Kolonya takes me back to those long bus rides from Istanbul to Eskişehir. Every two hours, the crew would offer passengers some kolonya, and the lemon fragrance would permeate the air for the duration of the trip.
But for me, this scent is also associated with burning pain. Whenever I got a graze or skinned my knee, it was immediately used as a disinfectant on the wound. It burned like crazy. After all, it is 80 percent alcohol, something we mentioned in our article „8 Things that every Turkish household needs“.
At a time when the coronavirus is causing anxiety, when panic buying and disinfectant products dominate the news, we are also showered with messages about hygiene like never before. And suddenly, shops are running short of hand sanitizer because people fear they may be bunkering at home for the next ten years.

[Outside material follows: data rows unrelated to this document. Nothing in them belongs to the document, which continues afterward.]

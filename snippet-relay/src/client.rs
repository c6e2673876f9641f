//! WebSocket client for the relay.
//!
//! Provides:
//! - Connection lifecycle (connect, close, reconnect)
//! - Typed senders for every inbound message type
//! - Decoded relay messages as [`RelayEvent`]s on an mpsc channel
//! - Identity memory: `reconnect()` re-joins with the last user id

use std::sync::Arc;

use futures_util::{SinkExt, StreamExt};
use serde_json::Value;
use thiserror::Error;
use tokio::sync::{mpsc, RwLock};
use tokio_tungstenite::tungstenite::Message;

use crate::protocol::{ClientMessage, ServerMessage};

/// Client connection state.
#[derive(Debug, Clone, Copy, PartialEq, Eq)]
pub enum ConnectionState {
    Disconnected,
    Connecting,
    Connected,
}

/// Events emitted by the client.
#[derive(Debug, Clone, PartialEq)]
pub enum RelayEvent {
    /// Connection established
    Connected,
    /// Connection lost or closed by the relay
    Disconnected,
    /// A relay message
    Message(ServerMessage),
}

#[derive(Debug, Error)]
pub enum ClientError {
    #[error("Connection failed: {0}")]
    Connect(#[from] tokio_tungstenite::tungstenite::Error),

    #[error("Not connected")]
    NotConnected,

    #[error("No session joined yet")]
    NoIdentity,

    #[error("Encoding error: {0}")]
    Encode(#[from] serde_json::Error),
}

/// Session membership remembered from the last `joined_session`.
#[derive(Debug, Clone, PartialEq, Eq)]
pub struct Identity {
    pub session_id: String,
    pub user_id: String,
}

pub struct RelayClient {
    server_url: String,
    state: Arc<RwLock<ConnectionState>>,
    identity: Arc<RwLock<Option<Identity>>>,
    /// Channel to the WebSocket writer task
    outgoing_tx: Option<mpsc::Sender<Message>>,
    event_rx: Option<mpsc::Receiver<RelayEvent>>,
    event_tx: mpsc::Sender<RelayEvent>,
}

impl RelayClient {
    pub fn new(server_url: impl Into<String>) -> Self {
        let (event_tx, event_rx) = mpsc::channel(256);
        Self {
            server_url: server_url.into(),
            state: Arc::new(RwLock::new(ConnectionState::Disconnected)),
            identity: Arc::new(RwLock::new(None)),
            outgoing_tx: None,
            event_rx: Some(event_rx),
            event_tx,
        }
    }

    /// Take the event receiver (can only be called once).
    pub fn take_event_rx(&mut self) -> Option<mpsc::Receiver<RelayEvent>> {
        self.event_rx.take()
    }

    /// Connect to the relay.
    ///
    /// Spawns background tasks for reading/writing WebSocket messages.
    pub async fn connect(&mut self) -> Result<(), ClientError> {
        *self.state.write().await = ConnectionState::Connecting;

        let (ws_stream, _) = match tokio_tungstenite::connect_async(self.server_url.as_str()).await {
            Ok(conn) => conn,
            Err(e) => {
                *self.state.write().await = ConnectionState::Disconnected;
                return Err(e.into());
            }
        };
        let (mut ws_writer, mut ws_reader) = ws_stream.split();

        // Writer task: forward outgoing channel to WebSocket
        let (out_tx, mut out_rx) = mpsc::channel::<Message>(256);
        self.outgoing_tx = Some(out_tx);
        tokio::spawn(async move {
            while let Some(msg) = out_rx.recv().await {
                let closing = matches!(msg, Message::Close(_));
                if ws_writer.send(msg).await.is_err() || closing {
                    break;
                }
            }
        });

        *self.state.write().await = ConnectionState::Connected;
        let _ = self.event_tx.send(RelayEvent::Connected).await;

        // Reader task: decode relay frames into events
        let event_tx = self.event_tx.clone();
        let state = self.state.clone();
        let identity = self.identity.clone();
        tokio::spawn(async move {
            while let Some(msg) = ws_reader.next().await {
                match msg {
                    Ok(Message::Text(text)) => match ServerMessage::decode(text.as_str()) {
                        Ok(server_msg) => {
                            if let ServerMessage::JoinedSession {
                                session_id,
                                user_id,
                                ..
                            } = &server_msg
                            {
                                *identity.write().await = Some(Identity {
                                    session_id: session_id.clone(),
                                    user_id: user_id.clone(),
                                });
                            }
                            let _ = event_tx.send(RelayEvent::Message(server_msg)).await;
                        }
                        Err(e) => log::warn!("Undecodable relay frame: {e}"),
                    },
                    Ok(Message::Close(_)) | Err(_) => break,
                    _ => {}
                }
            }

            // Connection lost
            *state.write().await = ConnectionState::Disconnected;
            let _ = event_tx.send(RelayEvent::Disconnected).await;
        });

        Ok(())
    }

    /// Reconnect and resume presence under the remembered identity.
    pub async fn reconnect(&mut self) -> Result<(), ClientError> {
        let identity = self
            .identity
            .read()
            .await
            .clone()
            .ok_or(ClientError::NoIdentity)?;
        self.close().await;
        self.connect().await?;
        self.join_session(&identity.session_id, Some(&identity.user_id))
            .await
    }

    /// Send a close frame and drop the writer.
    pub async fn close(&mut self) {
        if let Some(tx) = self.outgoing_tx.take() {
            let _ = tx.send(Message::Close(None)).await;
        }
    }

    pub async fn create_session(&self, session_id: &str) -> Result<(), ClientError> {
        self.send(&ClientMessage::CreateSession {
            session_id: session_id.to_string(),
        })
        .await
    }

    pub async fn join_session(
        &self,
        session_id: &str,
        user_id: Option<&str>,
    ) -> Result<(), ClientError> {
        self.send(&ClientMessage::JoinSession {
            session_id: session_id.to_string(),
            user_id: user_id.map(str::to_string),
        })
        .await
    }

    pub async fn send_code(&self, code: &str, cursor: Option<Value>) -> Result<(), ClientError> {
        self.send(&ClientMessage::CodeChange {
            code: code.to_string(),
            cursor,
        })
        .await
    }

    pub async fn send_cursor(&self, position: Value) -> Result<(), ClientError> {
        self.send(&ClientMessage::CursorPosition { position }).await
    }

    pub async fn send_execution(&self, output: Value) -> Result<(), ClientError> {
        self.send(&ClientMessage::CodeExecution { output }).await
    }

    /// Send a typed message.
    pub async fn send(&self, msg: &ClientMessage) -> Result<(), ClientError> {
        self.send_raw(msg.encode()?).await
    }

    /// Send an arbitrary text frame, valid or not.
    pub async fn send_raw(&self, text: impl Into<String>) -> Result<(), ClientError> {
        let tx = self.outgoing_tx.as_ref().ok_or(ClientError::NotConnected)?;
        tx.send(Message::Text(text.into().into()))
            .await
            .map_err(|_| ClientError::NotConnected)
    }

    /// Get the current connection state.
    pub async fn connection_state(&self) -> ConnectionState {
        *self.state.read().await
    }

    /// Identity from the last successful join, if any.
    pub async fn identity(&self) -> Option<Identity> {
        self.identity.read().await.clone()
    }

    /// Get the server URL.
    pub fn server_url(&self) -> &str {
        &self.server_url
    }
}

In contrast, many Turkish households already have their traditional sanitizing solution in hand, and you guessed it, it’s kolonya! The cologne comes in many different aromatic fragrances, but citrus remains the classic scent.
Developed in Germany in 1709, the concoction was brought to the Ottoman Empire by the perfumer Ahmet Faruki in 1882. It quickly became popular in Turkish homes. The most famous “Eau de Cologne” probably remains the brand 4711, which was named after the company’s house number in Cologne.

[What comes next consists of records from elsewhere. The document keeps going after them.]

#[cfg(test)]
mod tests {
    use super::*;
    use crate::connection::Outbox;
    use crate::registry::SessionRegistry;
    use serde_json::json;
    use std::sync::atomic::{AtomicBool, Ordering};

    struct Peer {
        handler: ConnectionHandler,
        outbox: Outbox,
    }

    impl Peer {
        fn new(broadcaster: &Arc<Broadcaster>) -> Self {
            let (conn, outbox) = ConnectionHandle::channel(32);
            Self {
                handler: ConnectionHandler::new(conn, broadcaster.clone()),
                outbox,
            }
        }

        async fn send(&mut self, frame: serde_json::Value) {
            self.handler.handle_frame(&frame.to_string()).await;
        }

        fn drain(&mut self) -> Vec<ServerMessage> {
            let mut out = Vec::new();
            while let Some(frame) = self.outbox.try_recv() {
                out.push(ServerMessage::decode(&frame).unwrap());
            }
            out
        }
    }

    fn broadcaster() -> Arc<Broadcaster> {
        Arc::new(Broadcaster::new(Arc::new(SessionRegistry::new())))
    }

    fn error(message: &str) -> ServerMessage {
        ServerMessage::Error {
            message: message.into(),
        }
    }

    #[tokio::test]
    async fn test_create_does_not_bind() {
        let b = broadcaster();
        let mut x = Peer::new(&b);
        x.send(json!({"type": "create_session", "sessionId": "abcd"})).await;
        assert_eq!(
            x.drain(),
            vec![ServerMessage::SessionCreated {
                session_id: "abcd".into()
            }]
        );
        assert_eq!(x.handler.state(), &HandlerState::Unbound);

        x.send(json!({"type": "create_session", "sessionId": "abcd"})).await;
        assert_eq!(x.drain(), vec![error("Session already exists.")]);
    }

    #[tokio::test]
    async fn test_join_binds_and_replies_with_code() {
        let b = broadcaster();
        let mut x = Peer::new(&b);
        x.send(json!({"type": "create_session", "sessionId": "abcd"})).await;
        x.send(json!({"type": "join_session", "sessionId": "abcd", "userId": "u1"}))
            .await;

        let msgs = x.drain();
        assert_eq!(
            msgs[1],
            ServerMessage::JoinedSession {
                session_id: "abcd".into(),
                user_id: "u1".into(),
                current_code: String::new(),
            }
        );
        assert!(matches!(
            msgs[2],
            ServerMessage::SessionInfo { connected_users: 1, .. }
        ));
        assert_eq!(
            x.handler.state(),
            &HandlerState::Bound {
                session_id: "abcd".into(),
                user_id: "u1".into()
            }
        );
    }

    #[tokio::test]
    async fn test_join_errors_keep_state() {
        let b = broadcaster();
        let mut x = Peer::new(&b);
        x.send(json!({"type": "join_session", "sessionId": "nope"})).await;
        assert_eq!(x.drain(), vec![error("Session does not exist.")]);
        assert_eq!(x.handler.state(), &HandlerState::Unbound);

        b.registry().create("abcd").await.unwrap();
        let mut y = Peer::new(&b);
        y.send(json!({"type": "join_session", "sessionId": "abcd", "userId": "dup"}))
            .await;
        x.send(json!({"type": "join_session", "sessionId": "abcd", "userId": "dup"}))
            .await;
        assert_eq!(
            x.drain(),
            vec![error("User already connected in this session.")]
        );
        assert_eq!(x.handler.state(), &HandlerState::Unbound);
    }

    #[tokio::test]
    async fn test_second_join_rejected() {
        let b = broadcaster();
        b.registry().create("one").await.unwrap();
        b.registry().create("two").await.unwrap();
        let mut x = Peer::new(&b);
        x.send(json!({"type": "join_session", "sessionId": "one", "userId": "u1"}))
            .await;
        x.drain();
        x.send(json!({"type": "join_session", "sessionId": "two", "userId": "u1"}))
            .await;
        assert_eq!(x.drain(), vec![error("Already joined a session.")]);
        assert!(b.registry().list_members("two").await.is_empty());
    }

    #[tokio::test]
    async fn test_malformed_and_unknown_frames() {
        let b = broadcaster();
        let mut x = Peer::new(&b);
        x.handler.handle_frame("{ not json").await;
        x.send(json!({"type": "teleport"})).await;
        assert_eq!(
            x.drain(),
            vec![
                error("Invalid message format"),
                error("Unknown message type: teleport")
            ]
        );
        assert_eq!(x.handler.state(), &HandlerState::Unbound);
    }

    #[tokio::test]
    async fn test_unbound_edits_ignored() {
        let b = broadcaster();
        let mut x = Peer::new(&b);
        x.send(json!({"type": "code_change", "code": "x"})).await;
        x.send(json!({"type": "cursor_position", "position": 1})).await;
        x.send(json!({"type": "code_execution", "output": "1"})).await;
        assert!(x.drain().is_empty());
    }

    #[tokio::test]
    async fn test_scenario_code_change_fanout() {
        let b = broadcaster();
        let mut x = Peer::new(&b);
        let mut y = Peer::new(&b);
        x.send(json!({"type": "create_session", "sessionId": "abcd"})).await;
        x.send(json!({"type": "join_session", "sessionId": "abcd", "userId": "u1"}))
            .await;
        y.send(json!({"type": "join_session", "sessionId": "abcd", "userId": "u2"}))
            .await;

        let y_msgs = y.drain();
        assert_eq!(
            y_msgs[0],
            ServerMessage::JoinedSession {
                session_id: "abcd".into(),
                user_id: "u2".into(),
                current_code: String::new(),
            }
        );
        assert!(matches!(
            y_msgs[1],
            ServerMessage::SessionInfo { connected_users: 2, .. }
        ));
        let x_msgs = x.drain();
        assert!(x_msgs.contains(&ServerMessage::user_joined("u2")));
        assert!(matches!(
            x_msgs.last(),
            Some(ServerMessage::SessionInfo { connected_users: 2, .. })
        ));

        x.send(json!({"type": "code_change", "code": "print(1)"})).await;
        assert_eq!(
            y.drain(),
            vec![ServerMessage::CodeUpdate {
                code: "print(1)".into(),
                user_id: "u1".into(),
                cursor: None,
            }]
        );
        assert!(x.drain().is_empty(), "sender must not see its own code_update");
        assert_eq!(b.registry().code("abcd").await.as_deref(), Some("print(1)"));
    }

    #[tokio::test]
    async fn test_cursor_excludes_sender_execution_includes_sender() {
        let b = broadcaster();
        b.registry().create("s").await.unwrap();
        let mut x = Peer::new(&b);
        let mut y = Peer::new(&b);
        x.send(json!({"type": "join_session", "sessionId": "s", "userId": "x"})).await;
        y.send(json!({"type": "join_session", "sessionId": "s", "userId": "y"})).await;
        x.drain();
        y.drain();

        x.send(json!({"type": "cursor_position", "position": {"line": 2}})).await;
        assert!(x.drain().is_empty());
        assert_eq!(
            y.drain(),
            vec![ServerMessage::CursorUpdate {
                user_id: "x".into(),
                position: json!({"line": 2}),
            }]
        );

        x.send(json!({"type": "code_execution", "output": "42\n"})).await;
        let expected = ServerMessage::ExecutionResult {
            output: json!("42\n"),
            user_id: "x".into(),
        };
        assert_eq!(x.drain(), vec![expected.clone()]);
        assert_eq!(y.drain(), vec![expected]);
    }

    #[tokio::test]
    async fn test_close_leaves_and_notifies() {
        let b = broadcaster();
        b.registry().create("s").await.unwrap();
        let mut x = Peer::new(&b);
        let mut y = Peer::new(&b);
        x.send(json!({"type": "join_session", "sessionId": "s", "userId": "x"})).await;
        y.send(json!({"type": "join_session", "sessionId": "s", "userId": "y"})).await;
        x.drain();

        y.handler.close().await;
        y.handler.close().await;
        assert_eq!(y.handler.state(), &HandlerState::Closed);

        let msgs = x.drain();
        assert_eq!(msgs[0], ServerMessage::user_left("y"));
        assert!(matches!(
            msgs[1],
            ServerMessage::SessionInfo { connected_users: 1, .. }
        ));
        assert_eq!(msgs.len(), 2);

        x.handler.close().await;
        assert!(!b.registry().contains("s").await);
        b.registry().create("s").await.unwrap();
    }

    fn version(code: &str) -> u64 {
        code.trim_start_matches('v').parse().unwrap_or(0)
    }

    #[tokio::test(flavor = "multi_thread", worker_threads = 4)]
    async fn test_joiner_never_sees_older_code_after_newer_update() {
        let b = broadcaster();
        b.registry().create("live").await.unwrap();
        let mut writer = Peer::new(&b);
        writer
            .send(json!({"type": "join_session", "sessionId": "live", "userId": "writer"}))
            .await;

        let stop = Arc::new(AtomicBool::new(false));
        let writing = {
            let stop = stop.clone();
            tokio::spawn(async move {
                let mut version = 0u64;
                while !stop.load(Ordering::Relaxed) {
                    version += 1;
                    writer
                        .send(json!({"type": "code_change", "code": format!("v{version}")}))
                        .await;
                    while writer.outbox.try_recv().is_some() {}
                    tokio::task::yield_now().await;
                }
            })
        };

        let mut joiners = Vec::new();
        for t in 0..4 {
            let b = b.clone();
            joiners.push(tokio::spawn(async move {
                for i in 0..150 {
                    let mut peer = Peer::new(&b);
                    peer.send(json!({
                        "type": "join_session",
                        "sessionId": "live",
                        "userId": format!("j{t}-{i}"),
                    }))
                    .await;
                    tokio::task::yield_now().await;
                    peer.handler.close().await;

                    let msgs = peer.drain();
                    let ServerMessage::JoinedSession { current_code, .. } = &msgs[0] else {
                        panic!("first frame was {:?}", msgs[0]);
                    };
                    let joined_at = version(current_code);
                    for msg in &msgs[1..] {
                        if let ServerMessage::CodeUpdate { code, .. } = msg {
                            assert!(
                                version(code) > joined_at,
                                "{code} queued after joined_session with {current_code}"
                            );
                        }
                    }
                }
            }));
        }
        for joiner in joiners {
            joiner.await.unwrap();
        }
        stop.store(true, Ordering::Relaxed);
        writing.await.unwrap();
    }
}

For a long time, kolonya was considered the hip fresh fragrance in Turkey. Over time, the traditional water has fallen into disrepute because it was banned by the upper class. But in the times of the COVID-19 pandemic, kolonya is gaining new importance, as the following Instagram post shows:
„Sen iyi gününde Fransız parfümü sıkarsın, ama zor gününde yanında Türk kolonyası olur.“
You may use French perfume on your good days, but Turkish kolonya is by your side through the bad ones.